Netgate Discussion Forum
    • Categories
    • Recent
    • Tags
    • Popular
    • Users
    • Search
    • Register
    • Login

    Weekly Loss of WAN after 2.2.2 upgrade

    Scheduled Pinned Locked Moved Problems Installing or Upgrading pfSense Software
    12 Posts 4 Posters 1.4k Views
    Loading More Posts
    • Oldest to Newest
    • Newest to Oldest
    • Most Votes
    Reply
    • Reply as topic
    Log in to reply
    This topic has been deleted.
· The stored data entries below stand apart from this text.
use crate::domain::error::DomainError;
use crate::presentation::dto::{AddPostRequest, ListPostsResponse};
use crate::presentation::handlers::FeedService;
use crate::presentation::identity::{CallerIdentity, IdentityPolicy};
use crate::presentation::middleware::request_id;
use actix_web::{HttpRequest, HttpResponse, delete, get, post, web};
use tracing::info;

/// JSON extractor config for the REST routes: body errors use the same
/// `{"error", "details"}` shape as every other REST failure.
pub fn json_config() -> web::JsonConfig {
    web::JsonConfig::default().error_handler(|err, _req| {
        DomainError::InvalidArgument {
            argument: "body",
            message: err.to_string(),
        }
        .into()
    })
}

#[post("/posts")]
pub async fn create_post(
    req: HttpRequest,
    identity: CallerIdentity,
    policy: web::Data<IdentityPolicy>,
    posts: web::Data<FeedService>,
    payload: web::Json<AddPostRequest>,
) -> Result<HttpResponse, DomainError> {
    let author = policy.author_for(identity)?;
    let post = posts.add_post(author, payload.into_inner().text);

    info!(
        request_id = %request_id(&req),
        author_id = %post.author_id,
        post_id = post.id,
        "post created"
    );

    Ok(HttpResponse::Created().json(post))
}

#[delete("/posts/{id}")]
pub async fn delete_post(
    req: HttpRequest,
    posts: web::Data<FeedService>,
    path: web::Path<i64>,
) -> Result<HttpResponse, DomainError> {
    let post = posts.delete_post(path.into_inner())?;

    info!(
        request_id = %request_id(&req),
        post_id = post.id,
        "post deleted"
    );

    Ok(HttpResponse::Ok().json(post))
}

#[get("/posts")]
pub async fn get_posts(posts: web::Data<FeedService>) -> HttpResponse {
    let feed = posts.get_feed();
    HttpResponse::Ok().json(ListPostsResponse {
        total: feed.len(),
        posts: feed,
    })
}

#[cfg(test)]
mod tests {
    use super::*;
    use crate::presentation::handlers::health::health;
    use crate::presentation::handlers::test_support::{test_app_data, vk_config};
    use actix_web::http::StatusCode;
    use actix_web::{App, test};
    use serde_json::{Value, json};

    macro_rules! app {
        ($require_user:expr) => {{
            let (posts, auth, policy) =
                test_app_data($require_user, vk_config("http://127.0.0.1:1".into()));
            test::init_service(
                App::new()
                    .app_data(posts)
                    .app_data(auth)
                    .app_data(policy)
                    .service(
                        web::scope("/api")
                            .app_data(json_config())
                            .service(health)
                            .service(get_posts)
                            .service(create_post)
                            .service(delete_post),
                    ),
            )
            .await
        }};
    }

    #[actix_web::test]
    async fn create_list_and_delete() {
        let app = app!(false);

        let req = test::TestRequest::post()
            .uri("/api/posts")
            .insert_header(("X-User", "dave"))
            .set_json(json!({ "text": "rest post" }))
            .to_request();
        let resp = test::call_service(&app, req).await;
        assert_eq!(resp.status(), StatusCode::CREATED);
        let created: Value = test::read_body_json(resp).await;
        assert_eq!(created["id"], 1);
        assert_eq!(created["author_id"], "dave");

        let req = test::TestRequest::delete().uri("/api/posts/1").to_request();
        let deleted: Value = test::call_and_read_body_json(&app, req).await;
        assert_eq!(deleted["deleted"], true);

        let req = test::TestRequest::get().uri("/api/posts").to_request();
        let list: Value = test::call_and_read_body_json(&app, req).await;
        assert_eq!(list["total"], 1);
        assert_eq!(list["posts"][0]["deleted"], true);

        let req = test::TestRequest::get().uri("/api/health").to_request();
        let status: Value = test::call_and_read_body_json(&app, req).await;
        assert_eq!(status["status"], "ok");
        assert_eq!(status["posts"], 1);
    }

    #[actix_web::test]
    async fn delete_missing_post_is_404() {
        let app = app!(false);
        let req = test::TestRequest::delete().uri("/api/posts/999").to_request();
        let resp = test::call_service(&app, req).await;
        assert_eq!(resp.status(), StatusCode::NOT_FOUND);
        let body: Value = test::read_body_json(resp).await;
        assert_eq!(body["error"], "post not found: 999");
        assert_eq!(body["details"]["resource"], 999);
    }

    #[actix_web::test]
    async fn undecodable_body_uses_error_shape() {
        let app = app!(false);
        let req = test::TestRequest::post()
            .uri("/api/posts")
            .insert_header(("Content-Type", "application/json"))
            .set_payload("not json")
            .to_request();
        let resp = test::call_service(&app, req).await;
        assert_eq!(resp.status(), StatusCode::BAD_REQUEST);
        let body: Value = test::read_body_json(resp).await;
        assert!(body["error"].as_str().unwrap().starts_with("body: "));
        assert_eq!(body["details"]["argument"], "body");
    }

    #[actix_web::test]
    async fn create_without_user_is_401_when_required() {
        let app = app!(true);
        let req = test::TestRequest::post()
            .uri("/api/posts")
            .set_json(json!({ "text": "anon" }))
            .to_request();
        let resp = test::call_service(&app, req).await;
        assert_eq!(resp.status(), StatusCode::UNAUTHORIZED);

        let req = test::TestRequest::get().uri("/api/posts").to_request();
        let list: Value = test::call_and_read_body_json(&app, req).await;
        assert_eq!(list["total"], 0);
    }
}
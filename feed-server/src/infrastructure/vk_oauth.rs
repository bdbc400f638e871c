use reqwest::{Client, Url};
use serde::Deserialize;
use tracing::{error, info};

use crate::domain::error::DomainError;
use crate::infrastructure::config::VkConfig;

/// Body returned by the VK token endpoint. VK answers with either the token
/// fields or the `error` pair, always as JSON.
#[derive(Debug, Default, Deserialize)]
struct VkTokenResponse {
    #[serde(default)]
    access_token: Option<String>,
    #[serde(default)]
    expires_in: i64,
    #[serde(default)]
    user_id: i64,
    #[serde(default)]
    error: Option<String>,
    #[serde(default)]
    error_description: Option<String>,
}

#[derive(Debug, Clone, PartialEq, Eq)]
pub struct VkSession {
    pub token: String,
    pub user_id: String,
}

#[derive(Clone)]
pub struct VkOAuthClient {
    http: Client,
    config: VkConfig,
}

impl VkOAuthClient {
    pub fn new(config: VkConfig) -> Self {
        Self {
            http: Client::new(),
            config,
        }
    }

    pub fn authorize_url(&self) -> Result<String, DomainError> {
        let url = Url::parse_with_params(
            &self.config.authorize_url,
            &[
                ("client_id", self.config.client_id.as_str()),
                ("redirect_uri", self.config.redirect_uri.as_str()),
                ("response_type", "code"),
                ("scope", "email"),
            ],
        )
        .map_err(|e| DomainError::Internal(format!("invalid authorize url: {}", e)))?;
        Ok(url.into())
    }

    pub async fn exchange_code(&self, code: &str) -> Result<VkSession, DomainError> {
        let url = Url::parse_with_params(
            &self.config.token_url,
            &[
                ("client_id", self.config.client_id.as_str()),
                ("client_secret", self.config.client_secret.as_str()),
                ("redirect_uri", self.config.redirect_uri.as_str()),
                ("code", code),
            ],
        )
        .map_err(|e| DomainError::Internal(format!("invalid token url: {}", e)))?;

        let body = self
            .http
            .get(url)
            .send()
            .await
            .map_err(|e| {
                error!("vk token request failed: {}", e);
                DomainError::Internal(format!("failed to request access token: {}", e))
            })?
            .bytes()
            .await
            .map_err(|e| DomainError::Internal(format!("failed to read response body: {}", e)))?;

        let response: VkTokenResponse = serde_json::from_slice(&body).map_err(|e| {
            DomainError::Internal(format!("failed to decode token response: {}", e))
        })?;

        let error = response.error.unwrap_or_default();
        if !error.is_empty() {
            let mut message = error;
            if let Some(description) = response.error_description.filter(|d| !d.is_empty()) {
                message.push_str(": ");
                message.push_str(&description);
            }
            return Err(DomainError::InvalidArgument {
                argument: "code",
                message,
            });
        }

        let token = response.access_token.unwrap_or_default();
        if token.is_empty() {
            return Err(DomainError::InvalidArgument {
                argument: "code",
                message: "invalid or expired authorization code".into(),
            });
        }

        info!(
            user_id = response.user_id,
            expires_in = response.expires_in,
            "vk token exchanged"
        );
        Ok(VkSession {
            token,
            user_id: response.user_id.to_string(),
        })
    }
}
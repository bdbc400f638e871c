use actix_web::dev::Payload;
use actix_web::{Error, FromRequest, HttpRequest};
use futures_util::future::{Ready, ready};

use crate::domain::error::DomainError;

pub const USER_HEADER: &str = "x-user";

/// Caller identity as sent in the `X-User` header. Blank values count as absent.
#[derive(Debug, Clone, PartialEq, Eq)]
pub struct CallerIdentity(pub Option<String>);

impl FromRequest for CallerIdentity {
    type Error = Error;
    type Future = Ready<Result<Self, Self::Error>>;

    fn from_request(req: &HttpRequest, _: &mut Payload) -> Self::Future {
        let user = req
            .headers()
            .get(USER_HEADER)
            .and_then(|v| v.to_str().ok())
            .map(str::trim)
            .filter(|v| !v.is_empty())
            .map(str::to_owned);
        ready(Ok(CallerIdentity(user)))
    }
}

/// Decides who authors a new post.
#[derive(Debug, Clone)]
pub struct IdentityPolicy {
    pub require_user: bool,
    pub default_author_id: String,
}

impl IdentityPolicy {
    pub fn author_for(&self, identity: CallerIdentity) -> Result<String, DomainError> {
        match identity.0 {
            Some(user) => Ok(user),
            None if self.require_user => Err(DomainError::Unauthenticated),
            None => Ok(self.default_author_id.clone()),
        }
    }
}
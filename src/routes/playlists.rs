use std::collections::HashSet;

use axum::{
    Json,
    extract::{Path, State},
};
use tracing::info;

use crate::{
    db,
    error::{AppError, Result},
    models::{Channel, Playlist, PlaylistView, SavePlaylistsRequest},
    state::AppState,
};

/// Stored playlists with their ordered channels, preceded by the search
/// history when it has entries.
pub async fn playlist_views(state: &AppState) -> Result<Vec<PlaylistView>> {
    let mut views = Vec::new();

    let history = db::history_channels(&state.db, state.config.max_search_history).await?;
    if !history.is_empty() {
        views.push(PlaylistView::search_history(history));
    }

    let playlists: Vec<Playlist> = sqlx::query_as("SELECT * FROM playlists ORDER BY name")
        .fetch_all(&state.db)
        .await?;
    for playlist in playlists {
        let channels = db::playlist_channels(&state.db, playlist.id).await?;
        views.push(PlaylistView::stored(playlist, channels));
    }
    Ok(views)
}

/// GET /api/playlists
pub async fn list_playlists(State(state): State<AppState>) -> Result<Json<Vec<PlaylistView>>> {
    Ok(Json(playlist_views(&state).await?))
}

/// POST /api/playlists: replaces the whole set
pub async fn save_playlists(
    State(state): State<AppState>,
    Json(req): Json<SavePlaylistsRequest>,
) -> Result<Json<Vec<PlaylistView>>> {
    if let Some(blank) = req.playlists.iter().find(|p| p.name.trim().is_empty()) {
        return Err(AppError::BadRequest(format!(
            "playlist {:?} has no name",
            blank.id
        )));
    }

    let keep: HashSet<i64> = req.playlists.iter().filter_map(|p| p.id).collect();
    let now = chrono::Utc::now().format("%Y-%m-%dT%H:%M:%SZ").to_string();

    let mut tx = state.db.begin().await?;

    let existing: Vec<(i64,)> = sqlx::query_as("SELECT id FROM playlists")
        .fetch_all(&mut *tx)
        .await?;
    for (id,) in existing.into_iter().filter(|(id,)| !keep.contains(id)) {
        sqlx::query("DELETE FROM playlists WHERE id=?")
            .bind(id)
            .execute(&mut *tx)
            .await?;
    }

    for input in &req.playlists {
        let mut playlist_id = None;
        if let Some(id) = input.stored_id() {
            let updated = sqlx::query(
                "UPDATE playlists SET name=?, description=?, updated_at=? WHERE id=?",
            )
            .bind(&input.name)
            .bind(&input.description)
            .bind(&now)
            .bind(id)
            .execute(&mut *tx)
            .await?
            .rows_affected();
            if updated > 0 {
                playlist_id = Some(id);
            }
        }

        let playlist_id = match playlist_id {
            Some(id) => id,
            None => sqlx::query("INSERT INTO playlists (name, description) VALUES (?, ?)")
                .bind(&input.name)
                .bind(&input.description)
                .execute(&mut *tx)
                .await?
                .last_insert_rowid(),
        };

        sqlx::query("DELETE FROM playlist_channels WHERE playlist_id=?")
            .bind(playlist_id)
            .execute(&mut *tx)
            .await?;

        // Unknown channel ids are dropped by the SELECT
        for (order, channel) in input.channels.iter().enumerate() {
            sqlx::query(
                "INSERT OR REPLACE INTO playlist_channels (playlist_id, channel_id, sort_order) \
                 SELECT ?, id, ? FROM channels WHERE id=?",
            )
            .bind(playlist_id)
            .bind(order as i64 + 1)
            .bind(channel.id)
            .execute(&mut *tx)
            .await?;
        }
    }

    tx.commit().await?;
    info!("Saved {} playlists", req.playlists.len());

    Ok(Json(playlist_views(&state).await?))
}

/// GET /api/playlists/:id/channels (enabled members, by name)
pub async fn playlist_channels(
    State(state): State<AppState>,
    Path(id): Path<i64>,
) -> Result<Json<Vec<Channel>>> {
    let exists: Option<(i64,)> = sqlx::query_as("SELECT id FROM playlists WHERE id=?")
        .bind(id)
        .fetch_optional(&state.db)
        .await?;
    if exists.is_none() {
        return Err(AppError::NotFound);
    }

    let channels: Vec<Channel> = sqlx::query_as(
        "SELECT c.* FROM channels c \
         JOIN playlist_channels pc ON c.id = pc.channel_id \
         WHERE pc.playlist_id=? AND c.is_enabled=1 ORDER BY c.name",
    )
    .bind(id)
    .fetch_all(&state.db)
    .await?;
    Ok(Json(channels))
}
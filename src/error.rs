use axum::{
    Json,
    http::StatusCode,
    response::{IntoResponse, Response},
};
use serde_json::json;
use thiserror::Error;

#[derive(Debug, Error)]
pub enum AppError {
    #[error("database error: {0}")]
    Db(#[from] sqlx::Error),

    #[error("not found")]
    NotFound,

    #[error("bad request: {0}")]
    BadRequest(String),

    /// The DVR could not be reached or answered badly.
    #[error("upstream error: {0}")]
    Upstream(String),

    #[error(transparent)]
    Anyhow(#[from] anyhow::Error),
}

impl IntoResponse for AppError {
    fn into_response(self) -> Response {
        let (status, message) = match &self {
            AppError::Db(e) => {
                tracing::error!("DB error: {e}");
                (
                    StatusCode::INTERNAL_SERVER_ERROR,
                    "database error".to_string(),
                )
            }
            AppError::NotFound => (StatusCode::NOT_FOUND, self.to_string()),
            AppError::BadRequest(m) => (StatusCode::BAD_REQUEST, m.clone()),
            AppError::Upstream(m) => {
                tracing::warn!("Upstream error: {m}");
                (StatusCode::BAD_GATEWAY, m.clone())
            }
            AppError::Anyhow(e) => {
                tracing::error!("Unhandled error: {e:#}");
                (StatusCode::INTERNAL_SERVER_ERROR, e.to_string())
            }
        };

        (status, Json(json!({ "error": message }))).into_response()
    }
}

pub type Result<T, E = AppError> = std::result::Result<T, E>;
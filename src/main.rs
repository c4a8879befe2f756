mod config;
mod db;
mod dvr;
mod error;
mod guide;
mod m3u;
mod models;
mod routes;
mod state;

use std::sync::Arc;

use tracing::info;
use tracing_subscriber::{EnvFilter, fmt, layer::SubscriberExt, util::SubscriberInitExt};

use crate::{dvr::DvrClient, state::AppState};

#[tokio::main]
async fn main() -> anyhow::Result<()> {
    // ── Logging ──────────────────────────────────────────────────────────────
    tracing_subscriber::registry()
        .with(
            EnvFilter::try_from_default_env()
                .unwrap_or_else(|_| "dvrdeck=info,tower_http=info".into()),
        )
        .with(fmt::layer())
        .init();

    // ── Config ───────────────────────────────────────────────────────────────
    let config = config::AppConfig::from_env()?;
    let config = Arc::new(config);
    info!("Starting dvrdeck, binding to {}", config.bind);

    // ── Database ─────────────────────────────────────────────────────────────
    let db = db::connect(&config).await?;

    // ── DVR client ───────────────────────────────────────────────────────────
    let dvr = DvrClient::from_config(&config)?;
    match dvr.locate().await {
        Some(server) => info!("Using Channels DVR at {}", server.url),
        None => tracing::warn!("Channels DVR not found yet; will retry on demand"),
    }

    // ── Application state ─────────────────────────────────────────────────────
    let state = AppState::new(db, Arc::clone(&config), dvr.clone())?;
    info!("Guide times shown in {}", state.guide.config().timezone);

    // ── DVR rediscovery (every hour, not on startup) ──────────────────────────
    if dvr.uses_discovery() {
        tokio::spawn(async move {
            let period = tokio::time::Duration::from_secs(3600);
            let mut interval = tokio::time::interval_at(tokio::time::Instant::now() + period, period);
            loop {
                interval.tick().await;
                dvr.forget().await;
                if dvr.locate().await.is_none() {
                    tracing::warn!("Channels DVR rediscovery found nothing");
                }
            }
        });
    }

    // ── HTTP server ───────────────────────────────────────────────────────────
    let router = routes::build_router(state, &config.static_dir);

    let listener = tokio::net::TcpListener::bind(&config.bind).await?;
    info!("Listening on http://{}", config.bind);

    axum::serve(listener, router).await?;

    Ok(())
}
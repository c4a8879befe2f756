use axum::{Json, extract::State, http::StatusCode};
use serde::Serialize;
use serde_json::{Value, json};
use tracing::{info, warn};

use crate::{db, error::Result, m3u, state::AppState};

const DVR_DISCOVERED: &str = "dvr_discovered";
const AUTO_SCAN_ATTEMPTED: &str = "auto_scan_attempted";

/// GET /health
pub async fn health() -> Json<Value> {
    Json(json!({ "status": "ok" }))
}

#[derive(Debug, Serialize)]
pub struct ServerStatus {
    pub online: bool,
    #[serde(skip_serializing_if = "Option::is_none")]
    pub name: Option<String>,
    #[serde(skip_serializing_if = "Option::is_none")]
    pub url: Option<String>,
    #[serde(skip_serializing_if = "Option::is_none")]
    pub m3u_url: Option<String>,
    #[serde(skip_serializing_if = "Option::is_none")]
    pub epg_url: Option<String>,
}

/// GET /api/server
pub async fn server_status(State(state): State<AppState>) -> Json<ServerStatus> {
    let status = match state.dvr.check().await {
        Some(server) => ServerStatus {
            online: true,
            m3u_url: Some(state.dvr.m3u_url(&server.url)),
            epg_url: Some(state.dvr.epg_url(&server.url)),
            name: Some(server.name),
            url: Some(server.url),
        },
        None => ServerStatus {
            online: false,
            name: None,
            url: None,
            m3u_url: None,
            epg_url: None,
        },
    };
    Json(status)
}

/// Where the user is in the setup flow.
#[derive(Debug, Clone, Copy, PartialEq, Eq, Serialize)]
#[serde(rename_all = "snake_case")]
pub enum SetupStage {
    NoDvr,
    NeedSetup,
    NeedPlaylists,
    ReadyToStream,
}

#[derive(Debug, Serialize)]
pub struct HomeStatus {
    pub stage: SetupStage,
    pub dvr_online: bool,
    /// The DVR was found now and never before.
    pub first_discovery: bool,
    /// The DVR is missing and has never been found.
    pub never_found: bool,
    pub channels_count: i64,
    pub enabled_channels_count: i64,
    pub playlists_count: i64,
    pub auto_scan_attempted: bool,
}

/// GET /api/status
///
/// On the first visit with a reachable DVR and no enabled channels the
/// lineup is imported once, with every channel disabled so the user picks
/// what to keep.
pub async fn home_status(State(state): State<AppState>) -> Result<Json<HomeStatus>> {
    let previously_discovered = db::get_flag(&state.db, DVR_DISCOVERED).await?;
    let dvr_online = state.dvr.check().await.is_some();
    if dvr_online {
        db::set_setting(&state.db, DVR_DISCOVERED, "true").await?;
    }

    let mut stage = SetupStage::NoDvr;
    if dvr_online {
        let (_, enabled, playlists) = counts(&state).await?;
        stage = match (enabled > 0, playlists > 0) {
            (false, _) => {
                if !db::get_flag(&state.db, AUTO_SCAN_ATTEMPTED).await? {
                    auto_scan(&state).await?;
                }
                SetupStage::NeedSetup
            }
            (true, false) => SetupStage::NeedPlaylists,
            (true, true) => SetupStage::ReadyToStream,
        };
    }

    let (channels_count, enabled_channels_count, playlists_count) = counts(&state).await?;
    Ok(Json(HomeStatus {
        stage,
        dvr_online,
        first_discovery: dvr_online && !previously_discovered,
        never_found: !dvr_online && !previously_discovered,
        channels_count,
        enabled_channels_count,
        playlists_count,
        auto_scan_attempted: db::get_flag(&state.db, AUTO_SCAN_ATTEMPTED).await?,
    }))
}

async fn counts(state: &AppState) -> Result<(i64, i64, i64)> {
    let (total, enabled): (i64, i64) = sqlx::query_as(
        "SELECT COUNT(*), COALESCE(SUM(CASE WHEN is_enabled THEN 1 ELSE 0 END), 0) FROM channels",
    )
    .fetch_one(&state.db)
    .await?;
    let (playlists,): (i64,) = sqlx::query_as("SELECT COUNT(*) FROM playlists")
        .fetch_one(&state.db)
        .await?;
    Ok((total, enabled, playlists))
}

async fn auto_scan(state: &AppState) -> Result<()> {
    info!("Attempting automatic channel sync on first visit");
    db::set_setting(&state.db, AUTO_SCAN_ATTEMPTED, "true").await?;

    match m3u::sync_channels(&state.db, &state.dvr, true).await {
        Ok(report) => {
            sqlx::query("UPDATE channels SET is_enabled=0")
                .execute(&state.db)
                .await?;
            info!(
                "Auto-scan imported {} channels, all disabled until chosen",
                report.total_channels
            );
        }
        Err(e) => warn!("Auto-scan failed: {e}"),
    }
    Ok(())
}

/// POST /api/factory-reset
pub async fn factory_reset(State(state): State<AppState>) -> Result<StatusCode> {
    let mut tx = state.db.begin().await?;
    for table in ["search_history", "playlist_channels", "playlists", "channels", "settings"] {
        sqlx::query(&format!("DELETE FROM {table}"))
            .execute(&mut *tx)
            .await?;
    }
    tx.commit().await?;
    state.dvr.forget().await;
    warn!("Factory reset: all channels, playlists and settings removed");
    Ok(StatusCode::NO_CONTENT)
}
Only users with topic management privileges can see it.
    • M
      mattlach
      last edited by

      Hey all,

      Since the upgrade to 2.2.2 I lose my WAN IP roughly once a week.  Everything comes back up again when rebooting though.

      This is what I am faced with when I log in to troubleshoot:

      What log information might be useful to troubleshoot this?

      Appreciate any help!

      Thanks,
      Matt

      1 Reply Last reply Reply Quote 0
      • C
        cmb
        last edited by

        What does the system log show? Looks like DHCP isn't able to obtain a lease. dhclient should be logging something relevant.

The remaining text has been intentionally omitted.